Ying Gui-Shuang, Maguire Maureen G, Glynn Robert, Rosner Bernard
a Center for Preventive Ophthalmology and Biostatistics, Department of Ophthalmology , Perelman School of Medicine, University of Pennsylvania , Philadelphia , PA , USA.
b Division of Preventive Medicine and the Channing Lab, Department of Medicine , Brigham and Women's Hospital , Boston , MA , USA.
Ophthalmic Epidemiol. 2018 Feb;25(1):1-12. doi: 10.1080/09286586.2017.1320413. Epub 2017 May 22.
To describe and demonstrate methods for analyzing correlated binary eye data.
We describe non-model based (McNemar's test, Cochran-Mantel-Haenszel test) and model-based methods (generalized linear mixed effects model, marginal model) for analyses involving both eyes. These methods were applied to: (1) CAPT (Complications of Age-related Macular Degeneration Prevention Trial) where one eye was treated and the other observed (paired design); (2) ETROP (Early Treatment for Retinopathy of Prematurity) where bilaterally affected infants had one eye treated conventionally and the other treated early and unilaterally affected infants had treatment assigned randomly; and (3) AREDS (Age-Related Eye Disease Study) where treatment was systemic and outcome was eye-specific (both eyes in the same treatment group).

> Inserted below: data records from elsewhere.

//! Configure: stage software, rotate certificates, and apply the
//! configuration playbook.

use std::fmt;
use std::str::FromStr;
use std::sync::LazyLock;

use camino::Utf8Path;
use regex::Regex;
use serde_json::Value;
use tracing::{info, warn};

use super::Orchestrator;
use crate::certs::{
    CertRotateAction, CertificateOutcome, CertificateRequest, RemoteCertificateStore,
    rotate_certificates,
};
use crate::cloud::CloudApi;
use crate::context::{ConnectionContext, NodeTarget, SSH_USER};
use crate::error::OpsError;
use crate::executor::{INSTALL_THIRD_PARTY, TaskExecutor, configure_playbook};
use crate::host::HostInfo;
use crate::ssh::{RemoteShell, SshEndpoint};

/// Target name that configures the local machine.
const LOCALHOST: &str = "localhost";
/// Tag that limits a run to the software download.
const DOWNLOAD_SOFTWARE_TAG: &str = "download-software";

#[expect(clippy::expect_used, reason = "pattern is a literal")]
static S3_URI: LazyLock<Regex> =
    LazyLock::new(|| Regex::new(r"^s3://(?:[^/]+)/(?:.+)$").expect("valid regex"));

#[expect(clippy::expect_used, reason = "pattern is a literal")]
static GCS_URI: LazyLock<Regex> =
    LazyLock::new(|| Regex::new(r"^gs://(?:[^/]+)/(?:.+)$").expect("valid regex"));

#[expect(clippy::expect_used, reason = "pattern is a literal")]
static HTTP_URL: LazyLock<Regex> = LazyLock::new(|| {
    Regex::new(r"^((?:https?)://(?:www\.)?[a-z0-9\.:].*?)(?:\?.*)?$").expect("valid regex")
});

/// How the database package reaches the node.
#[derive(Clone, Debug, Default, Eq, PartialEq)]
pub enum PackageSource {
    /// Copied from this machine over copy-to-temp.
    #[default]
    LocalCopy,
    /// Downloaded by the node from an `s3://bucket/key` URI.
    S3,
    /// Downloaded by the node from a `gs://bucket/key` URI.
    Gcs,
    /// Downloaded by the node from an HTTP(S) URL.
    Http,
    /// Fetched by the configuration playbook's integration-test tasks from
    /// the given object-store path.
    ITest(String),
}

/// Database process a configuration applies to.
#[derive(Clone, Copy, Debug, Eq, PartialEq)]
pub enum ProcessType {
    /// Cluster master.
    Master,
    /// Tablet server.
    Tserver,
}

impl ProcessType {
    /// Lower-case name passed to the executor.
    #[must_use]
    pub const fn as_str(self) -> &'static str {
        match self {
            Self::Master => "master",
            Self::Tserver => "tserver",
        }
    }
}

impl fmt::Display for ProcessType {
    fn fmt(&self, f: &mut fmt::Formatter<'_>) -> fmt::Result {
        f.write_str(self.as_str())
    }
}

impl FromStr for ProcessType {
    type Err = OpsError;

    fn from_str(value: &str) -> Result<Self, Self::Err> {
        match value.to_ascii_lowercase().as_str() {
            "master" => Ok(Self::Master),
            "tserver" => Ok(Self::Tserver),
            other => Err(OpsError::invalid(format!("unknown process type {other}"))),
        }
    }
}

/// Options for [`Orchestrator::configure`].
#[derive(Clone, Debug, Default, PartialEq)]
pub struct ConfigureRequest {
    /// Master addresses handed to tablet servers; required.
    pub master_addresses: Option<String>,
    /// Master addresses handed to masters.
    pub master_addresses_for_master: Option<String>,
    /// Addresses the server advertises.
    pub server_broadcast_addresses: Option<String>,
    /// Process the configuration applies to.
    pub process_type: Option<ProcessType>,
    /// Database package to install.
    pub package: Option<String>,
    /// How `package` reaches the node.
    pub package_source: PackageSource,
    /// Full gflag set; mutually exclusive with `package`.
    pub gflags: Option<Value>,
    /// Extra gflags merged into the current set.
    pub extra_gflags: Option<Value>,
    /// Gflags to drop.
    pub gflags_to_remove: Option<Value>,
    /// Access key for S3 downloads.
    pub aws_access_key: Option<String>,
    /// Secret key for S3 downloads.
    pub aws_secret_key: Option<String>,
    /// Service account JSON for GCS downloads.
    pub gcs_credentials_json: Option<String>,
    /// Checksum verified after an HTTP download.
    pub http_package_checksum: String,
    /// Install third-party packages and stop.
    pub install_third_party: bool,
    /// Local directory holding third-party tarballs.
    pub local_package_path: Option<String>,
    /// Certificate work to perform.
    pub certificates: CertificateRequest,
}

/// What [`Orchestrator::configure`] did.
#[derive(Clone, Copy, Debug, Eq, PartialEq)]
pub enum ConfigureOutcome {
    /// The configuration playbook ran.
    Configured,
    /// Third-party packages were installed; nothing else ran.
    ThirdPartyInstalled,
    /// Third-party installation was requested without a local path.
    ThirdPartySkipped,
    /// A standalone certificate action ran; nothing else ran.
    CertificateAction(CertRotateAction),
    /// Certificates were rotated; the configuration playbook was skipped.
    CertificatesRotated,
}

impl<C, X, S> Orchestrator<C, X, S>
where
    C: CloudApi,
    X: TaskExecutor,
    S: RemoteShell,
{
    /// Configures a cluster server.
    ///
    /// # Errors
    ///
    /// Returns a fatal error for invalid argument combinations, a missing
    /// host, or a server type mismatch; [`OpsError::Transfer`] when the
    /// package cannot be staged; or whatever the collaborators raise.
    pub async fn configure(
        &self,
        target: &NodeTarget,
        request: &ConfigureRequest,
    ) -> Result<ConfigureOutcome, OpsError> {
        let result = self.configure_node(target, request).await;
        self.with_diagnostics(&target.name, result).await
    }

    async fn configure_node(
        &self,
        target: &NodeTarget,
        request: &ConfigureRequest,
    ) -> Result<ConfigureOutcome, OpsError> {
        let mut ctx = self.configure_context(target, request)?;
        request.certificates.validate()?;

        let remote = if target.name == LOCALHOST {
            None
        } else {
            let host = self.require_host(&target.name).await?;
            check_server_type(target, &host)?;
            ctx.apply_host_info(&host, self.cloud.name());
            ctx.apply_address(&host, target.custom_ssh_port);
            Some(host)
        };

        if let (Some(host), Some(package)) = (&remote, &request.package)
            && target
                .tags
                .as_deref()
                .is_none_or(|tags| tags == DOWNLOAD_SOFTWARE_TAG)
        {
            self.stage_package(target, request, host, package, &mut ctx)?;
        }

        if request.install_third_party {
            let Some(path) = &request.local_package_path else {
                warn!(node = %target.name, "no local package path, skipping third-party install");
                return Ok(ConfigureOutcome::ThirdPartySkipped);
            };
            ctx.set("local_package_path", path.clone());
            self.run_playbook(INSTALL_THIRD_PARTY, &ctx, remote.as_ref())?;
            return Ok(ConfigureOutcome::ThirdPartyInstalled);
        }

        let mut rotated = false;
        if request.certificates.has_work() {
            let Some(host) = &remote else {
                return Err(OpsError::invalid(
                    "certificates can only be installed on a remote host",
                ));
            };
            if let Some(key) = &request.certificates.encryption_key {
                ctx.set("encryption_key_file", key.as_str());
            }
            match self.install_certificates(target, host, &request.certificates)? {
                CertificateOutcome::ActionCompleted(action) => {
                    return Ok(ConfigureOutcome::CertificateAction(action));
                }
                CertificateOutcome::Installed { rotated: was_rotated } => rotated = was_rotated,
            }
        }
        if rotated {
            info!(node = %target.name, "certificates rotated, configuration unchanged");
            return Ok(ConfigureOutcome::CertificatesRotated);
        }

        self.run_playbook(
            &configure_playbook(target.server_type.as_str()),
            &ctx,
            remote.as_ref(),
        )?;
        Ok(ConfigureOutcome::Configured)
    }

    fn configure_context(
        &self,
        target: &NodeTarget,
        request: &ConfigureRequest,
    ) -> Result<ConnectionContext, OpsError> {
        if !target.server_type.is_cluster() {
            return Err(OpsError::invalid(format!(
                "configure supports only cluster-server, not {}",
                target.server_type
            )));
        }
        let Some(masters) = &request.master_addresses else {
            return Err(OpsError::invalid("configure requires master addresses"));
        };
        if request.gflags.is_some() && request.package.is_some() {
            return Err(OpsError::invalid(
                "gflags cannot be changed together with a package",
            ));
        }

        let mut ctx = target.base_context();
        ctx.set("master_addresses_for_tserver", masters.clone());
        let optional = [
            ("master_addresses_for_master", &request.master_addresses_for_master),
            ("server_broadcast_addresses", &request.server_broadcast_addresses),
            ("package", &request.package),
        ];
        for (key, entry) in optional {
            if let Some(value) = entry {
                ctx.set(key, value.clone());
            }
        }
        let flags = [
            ("gflags", &request.gflags),
            ("extra_gflags", &request.extra_gflags),
            ("gflags_to_remove", &request.gflags_to_remove),
        ];
        for (key, entry) in flags {
            if let Some(value) = entry {
                ctx.set(key, value.clone());
            }
        }
        if let Some(process) = request.process_type {
            ctx.set("process_type", process.as_str());
        }
        let dirs = &request.certificates.dirs;
        ctx.set("certs_node_dir", dirs.node.clone());
        ctx.set("certs_client_dir", dirs.client.clone());
        ctx.set("encryption_key_dir", dirs.encryption_keys.clone());
        if let Some(root) = request
            .certificates
            .node_to_node
            .as_ref()
            .map(|material| material.root_cert.as_str().trim())
        {
            ctx.set("root_cert_path", root);
        }
        Ok(ctx)
    }

    fn stage_package(
        &self,
        target: &NodeTarget,
        request: &ConfigureRequest,
        host: &HostInfo,
        package: &str,
        ctx: &mut ConnectionContext,
    ) -> Result<(), OpsError> {
        match &request.package_source {
            PackageSource::S3 => {
                let (Some(access), Some(secret)) =
                    (&request.aws_access_key, &request.aws_secret_key)
                else {
                    return Err(OpsError::invalid(format!(
                        "AWS credentials are required to download {package}"
                    )));
                };
                require_match(&S3_URI, package, "s3 URI")?;
                ctx.set("s3_package_path", package);
                ctx.set("aws_access_key", access.clone());
                ctx.set("aws_secret_key", secret.clone());
            }
            PackageSource::Gcs => {
                let Some(credentials) = &request.gcs_credentials_json else {
                    return Err(OpsError::invalid(format!(
                        "GCS credentials are required to download {package}"
                    )));
                };
                require_match(&GCS_URI, package, "gs URI")?;
                ctx.set("gcs_package_path", package);
                ctx.set("gcs_credentials_json", credentials.clone());
            }
            PackageSource::Http => {
                let (full, stripped) = http_package(package)?;
                ctx.set("package", stripped);
                ctx.set("http_package_path", full);
                ctx.set("http_package_checksum", request.http_package_checksum.clone());
            }
            PackageSource::ITest(path) => {
                let mut itest = ctx.clone();
                itest.set("itest_s3_package_path", path.clone());
                itest.set(SSH_USER, self.config.default_ssh_user.clone());
                itest.set("tags", "itest");
                self.run_playbook(
                    &configure_playbook(target.server_type.as_str()),
                    &itest,
                    Some(host),
                )?;
            }
            PackageSource::LocalCopy => {
                let endpoint = ctx.endpoint()?;
                self.stage(&target.name, &endpoint, Utf8Path::new(package))?;
                info!(node = %target.name, package, "package copied");
                return Ok(());
            }
        }
        info!(node = %target.name, package, "remote download variables added");
        Ok(())
    }

    fn install_certificates(
        &self,
        target: &NodeTarget,
        host: &HostInfo,
        request: &CertificateRequest,
    ) -> Result<CertificateOutcome, OpsError> {
        let endpoint = SshEndpoint::new(
            host.private_ip.clone(),
            target.custom_ssh_port,
            self.config.service_user.clone(),
        )
        .with_private_key(target.private_key_file.clone())
        .with_ssh2(target.ssh2_enabled);
        let store = RemoteCertificateStore::new(&self.shell, endpoint, &target.name);
        info!(node = %target.name, "copying certificates");
        rotate_certificates(&store, request)
    }
}

fn check_server_type(target: &NodeTarget, host: &HostInfo) -> Result<(), OpsError> {
    let actual = host
        .server_type
        .as_ref()
        .map_or("none", |server_type| server_type.as_str());
    if actual == target.server_type.as_str() {
        return Ok(());
    }
    Err(OpsError::ServerTypeMismatch {
        target: target.name.clone(),
        expected: target.server_type.to_string(),
        actual: actual.to_owned(),
    })
}

fn require_match(pattern: &Regex, package: &str, label: &str) -> Result<(), OpsError> {
    if pattern.is_match(package) {
        return Ok(());
    }
    Err(OpsError::invalid(format!(
        "{package} is not a valid {label}, must match {}",
        pattern.as_str()
    )))
}

/// Splits an HTTP package URL into the full URL and the URL without its
/// query string.
fn http_package(package: &str) -> Result<(String, String), OpsError> {
    let captures = HTTP_URL.captures(package).ok_or_else(|| {
        OpsError::invalid(format!(
            "{package} is not a valid HTTP URL, must match {}",
            HTTP_URL.as_str()
        ))
    })?;
    let full = captures.get(0).map_or(package, |m| m.as_str());
    let stripped = captures.get(1).map_or(full, |m| m.as_str());
    Ok((full.to_owned(), stripped.to_owned()))
}
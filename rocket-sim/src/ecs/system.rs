// Copyright 2025 John Brosnihan
//
// Licensed under the Apache License, Version 2.0 (the "License");
// you may not use this file except in compliance with the License.
// You may obtain a copy of the License at
//
//     http://www.apache.org/licenses/LICENSE-2.0
//
// Unless required by applicable law or agreed to in writing, software
// distributed under the License is distributed on an "AS IS" BASIS,
// WITHOUT WARRANTIES OR CONDITIONS OF ANY KIND, either express or implied.
// See the License for the specific language governing permissions and
// limitations under the License.
//! Batched per-type component updates
//!
//! A [`ComponentSystem`] is a registry of the entities whose component of
//! one concrete type it drives. It owns no components: the world owns them,
//! the system only remembers entity handles in registration order.
//!
//! Order *within* a system is registration order. Order *across* systems is
//! decided by whoever owns them (see [`Rocket::update`](crate::rocket::Rocket::update)).

use crate::ecs::{Component, Entity, UpdateContext, World};
use crate::physics::{BodyHandle, PhysicsBackend};
use std::fmt;
use std::marker::PhantomData;

/// State of an entity's other components that an update may read
#[derive(Debug, Clone, Copy, Default, PartialEq)]
pub struct Siblings {
    /// Physics body the entity is bound to
    pub body: Option<BodyHandle>,
    /// The entity's own throttle level, overriding the aggregate one
    pub throttle: Option<f64>,
}

/// Reads [`Siblings`] out of the world for one entity
///
/// Supplied by whoever owns the systems, since only the owner knows which
/// component kinds carry that state.
pub type SiblingResolver = fn(&World, Entity) -> Siblings;

fn no_siblings(_: &World, _: Entity) -> Siblings {
    Siblings::default()
}

/// Frame-wide state shared by every component updated in one pass
pub struct FrameContext<'a> {
    /// Seconds since the previous frame
    pub dt: f64,
    /// Aggregate throttle level in [0, 1]
    pub throttle: f64,
    /// Whether the aggregate still has fuel
    pub has_fuel: bool,
    /// Fuel requested by engines this frame and not yet drawn
    pub fuel_demand: f64,
    /// Host physics engine
    pub physics: &'a mut dyn PhysicsBackend,
    /// Sibling lookup run before each component is updated
    pub siblings: SiblingResolver,
}

impl<'a> FrameContext<'a> {
    /// A frame with no aggregate: throttle closed, unlimited fuel, no
    /// sibling state
    pub fn standalone(dt: f64, physics: &'a mut dyn PhysicsBackend) -> Self {
        FrameContext {
            dt,
            throttle: 0.0,
            has_fuel: true,
            fuel_demand: 0.0,
            physics,
            siblings: no_siblings,
        }
    }

    /// Use `resolver` to fill in each component's sibling state
    pub fn with_siblings(mut self, resolver: SiblingResolver) -> Self {
        self.siblings = resolver;
        self
    }
}

/// Registry of all live components of type `T` within one scope
pub struct ComponentSystem<T: Component> {
    entities: Vec<Entity>,
    _marker: PhantomData<fn() -> T>,
}

impl<T: Component> ComponentSystem<T> {
    /// Create an empty system
    pub fn new() -> Self {
        ComponentSystem {
            entities: Vec::new(),
            _marker: PhantomData,
        }
    }

    /// Register the entity's `T`, if it has one
    ///
    /// Returns true only when a new registration was made; registering the
    /// same entity twice is a no-op.
    pub fn add_component_found_in(&mut self, world: &World, entity: Entity) -> bool {
        world.has_component::<T>(entity) && self.add(entity)
    }

    /// Register an entity without checking the world
    ///
    /// Idempotent: returns false if the entity is already registered.
    pub fn add(&mut self, entity: Entity) -> bool {
        if self.contains(entity) {
            return false;
        }
        self.entities.push(entity);
        true
    }

    /// Unregister an entity, keeping the order of the others
    pub fn remove(&mut self, entity: Entity) -> bool {
        match self.entities.iter().position(|&e| e == entity) {
            Some(index) => {
                self.entities.remove(index);
                true
            }
            None => false,
        }
    }

    /// Whether the entity is registered
    pub fn contains(&self, entity: Entity) -> bool {
        self.entities.contains(&entity)
    }

    /// Number of registered entities
    pub fn len(&self) -> usize {
        self.entities.len()
    }

    /// Whether nothing is registered
    pub fn is_empty(&self) -> bool {
        self.entities.is_empty()
    }

    /// Registered entities in registration order
    pub fn entities(&self) -> &[Entity] {
        &self.entities
    }

    /// Unregister everything
    pub fn clear(&mut self) {
        self.entities.clear();
    }

    /// Drop registrations whose entity died or lost its `T`
    ///
    /// Returns the number of entries removed.
    pub fn prune(&mut self, world: &World) -> usize {
        let before = self.entities.len();
        self.entities.retain(|&entity| world.has_component::<T>(entity));
        let removed = before - self.entities.len();
        if removed > 0 {
            log::warn!(
                "pruned {} stale {} registration(s)",
                removed,
                T::KIND
            );
        }
        removed
    }

    /// Iterate over the registered components in registration order
    pub fn components<'w>(&'w self, world: &'w World) -> impl Iterator<Item = &'w T> + 'w {
        self.entities
            .iter()
            .filter_map(move |&entity| world.component::<T>(entity))
    }

    /// Look up the component registered for an owning entity
    pub fn component_for<'w>(&self, world: &'w World, entity: Entity) -> Option<&'w T> {
        if self.contains(entity) {
            world.component::<T>(entity)
        } else {
            None
        }
    }

    /// Apply `f` to every registered component in registration order
    pub fn for_each_mut(&self, world: &mut World, mut f: impl FnMut(Entity, &mut T)) {
        for &entity in &self.entities {
            if let Some(component) = world.component_mut::<T>(entity) {
                f(entity, component);
            }
        }
    }

    /// Run [`Component::update`] on every registered component
    ///
    /// Sibling state is resolved through [`FrameContext::siblings`] before
    /// each component is borrowed. Entries whose component has disappeared
    /// are skipped.
    pub fn update(&self, world: &mut World, frame: &mut FrameContext<'_>) {
        for &entity in &self.entities {
            let siblings = (frame.siblings)(world, entity);

            let Some(component) = world.component_mut::<T>(entity) else {
                log::trace!("{} has no {} component, skipping", entity, T::KIND);
                continue;
            };

            let mut ctx = UpdateContext {
                dt: frame.dt,
                owner: entity,
                body: siblings.body,
                throttle: siblings.throttle.unwrap_or(frame.throttle),
                has_fuel: frame.has_fuel,
                fuel_demand: &mut frame.fuel_demand,
                physics: &mut *frame.physics,
            };
            component.update(&mut ctx);
        }
    }
}

impl<T: Component> Default for ComponentSystem<T> {
    fn default() -> Self {
        Self::new()
    }
}

impl<T: Component> Clone for ComponentSystem<T> {
    fn clone(&self) -> Self {
        ComponentSystem {
            entities: self.entities.clone(),
            _marker: PhantomData,
        }
    }
}

impl<T: Component> fmt::Debug for ComponentSystem<T> {
    fn fmt(&self, f: &mut fmt::Formatter<'_>) -> fmt::Result {
        f.debug_struct("ComponentSystem")
            .field("kind", &T::KIND)
            .field("entities", &self.entities)
            .finish()
    }
}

In the CAPT (n = 80), treatment group (30% vision loss in treated vs. 44% in observed eyes) was not statistically significant (p = 0.07) when inter-eye correlation was ignored, but was significant (p = 0.01) with McNemar's test and the marginal model. Using standard logistic regression for unfavorable vision in ETROP, standard errors and p-values were larger for person-level covariates and were smaller for ocular covariates than using models accounting for inter-eye correlation. For risk factors of geographic atrophy in AREDS, two-eye analyses accounting for inter-eye correlation yielded more power than one-eye analyses and provided larger standard errors and p-values than invalid two-eye analyses ignoring inter-eye correlation.
Ignoring inter-eye correlation can lead to larger p-values for paired designs and smaller p-values when both eyes are in the same group. Marginal models or mixed effects models using the eye as the unit of analysis provide valid inference.
描述并演示分析相关双眼数据的方法。
我们描述了用于双眼分析的非基于模型的方法(麦克内马尔检验、 Cochr an - Mantel - Haenszel检验)和基于模型的方法(广义线性混合效应模型、边际模型)。这些方法应用于:(1)年龄相关性黄斑变性预防试验(CAPT),其中一只眼睛接受治疗而另一只眼睛进行观察(配对设计);(2)早产儿视网膜病变早期治疗试验(ETROP),双侧患病婴儿一只眼睛接受传统治疗而另一只眼睛早期治疗,单侧患病婴儿则随机分配治疗;以及(3)年龄相关性眼病研究(AREDS),其中治疗是全身性的且结果是特定于眼睛的(同一治疗组中的双眼)。
在CAPT(n = 80)中,当忽略眼间相关性时,治疗组(治疗眼视力丧失30%,观察眼为44%)无统计学显著性(p = 0.07),但使用麦克内马尔检验和边际模型时具有显著性(p = 0.01)。在ETROP中,对于视力不佳情况使用标准逻辑回归,与考虑眼间相关性的模型相比,个体水平协变量的标准误和p值更大,而眼部协变量的标准误和p值更小。对于AREDS中地理萎缩的危险因素,考虑眼间相关性的双眼分析比单眼分析具有更大的检验效能,并且与忽略眼间相关性的无效双眼分析相比,提供更大的标准误和p值。
忽略眼间相关性会导致配对设计的p值更大,而当双眼在同一组时p值更小。以眼为分析单位的边际模型或混合效应模型可提供有效的推断。